#### GIVEN INFORMATION ####

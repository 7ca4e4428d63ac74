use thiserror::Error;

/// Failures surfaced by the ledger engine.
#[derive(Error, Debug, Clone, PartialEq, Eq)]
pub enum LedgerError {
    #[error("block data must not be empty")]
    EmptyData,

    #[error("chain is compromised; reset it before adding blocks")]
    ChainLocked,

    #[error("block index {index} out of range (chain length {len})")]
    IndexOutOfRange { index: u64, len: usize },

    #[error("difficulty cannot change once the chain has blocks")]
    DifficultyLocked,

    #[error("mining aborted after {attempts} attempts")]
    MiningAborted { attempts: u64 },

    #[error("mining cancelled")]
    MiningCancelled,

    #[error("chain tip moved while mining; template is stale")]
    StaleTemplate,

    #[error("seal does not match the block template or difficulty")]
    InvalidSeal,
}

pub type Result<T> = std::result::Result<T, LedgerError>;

####
#### GIVEN INFORMATION ####

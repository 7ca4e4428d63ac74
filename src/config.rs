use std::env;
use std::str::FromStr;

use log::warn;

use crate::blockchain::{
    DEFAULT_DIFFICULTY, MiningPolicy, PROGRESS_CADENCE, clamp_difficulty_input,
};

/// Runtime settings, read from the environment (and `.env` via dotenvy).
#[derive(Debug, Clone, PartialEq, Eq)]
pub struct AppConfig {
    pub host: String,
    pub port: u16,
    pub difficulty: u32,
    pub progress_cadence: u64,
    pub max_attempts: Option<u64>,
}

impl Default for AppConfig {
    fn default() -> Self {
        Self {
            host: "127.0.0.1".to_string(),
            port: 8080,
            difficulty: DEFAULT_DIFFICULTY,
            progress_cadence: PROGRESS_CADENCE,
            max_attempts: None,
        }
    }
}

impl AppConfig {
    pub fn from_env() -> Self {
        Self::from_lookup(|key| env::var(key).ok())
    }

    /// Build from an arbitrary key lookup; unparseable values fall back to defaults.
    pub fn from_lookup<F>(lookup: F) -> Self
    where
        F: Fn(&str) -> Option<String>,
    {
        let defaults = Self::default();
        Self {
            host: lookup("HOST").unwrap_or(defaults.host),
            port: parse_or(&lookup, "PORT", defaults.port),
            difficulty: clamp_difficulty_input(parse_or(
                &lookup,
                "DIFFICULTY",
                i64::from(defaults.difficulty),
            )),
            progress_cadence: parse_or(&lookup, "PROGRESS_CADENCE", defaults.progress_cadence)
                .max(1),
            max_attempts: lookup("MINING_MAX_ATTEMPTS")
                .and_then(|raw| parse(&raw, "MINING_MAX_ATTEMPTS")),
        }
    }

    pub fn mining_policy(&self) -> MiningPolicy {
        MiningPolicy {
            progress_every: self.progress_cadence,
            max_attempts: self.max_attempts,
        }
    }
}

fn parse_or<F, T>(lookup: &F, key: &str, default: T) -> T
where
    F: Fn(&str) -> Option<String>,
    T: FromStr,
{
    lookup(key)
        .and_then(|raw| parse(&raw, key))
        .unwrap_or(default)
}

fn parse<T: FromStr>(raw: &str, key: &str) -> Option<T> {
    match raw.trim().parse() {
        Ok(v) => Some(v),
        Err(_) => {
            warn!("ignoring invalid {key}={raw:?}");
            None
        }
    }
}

####

* [TASK STATEMENT]
Search the records line by line for the word "AppConfig" and copy every line where it appears.

* [WRITTEN SOLUTION]
pub struct AppConfig {
impl Default for AppConfig {
impl AppConfig {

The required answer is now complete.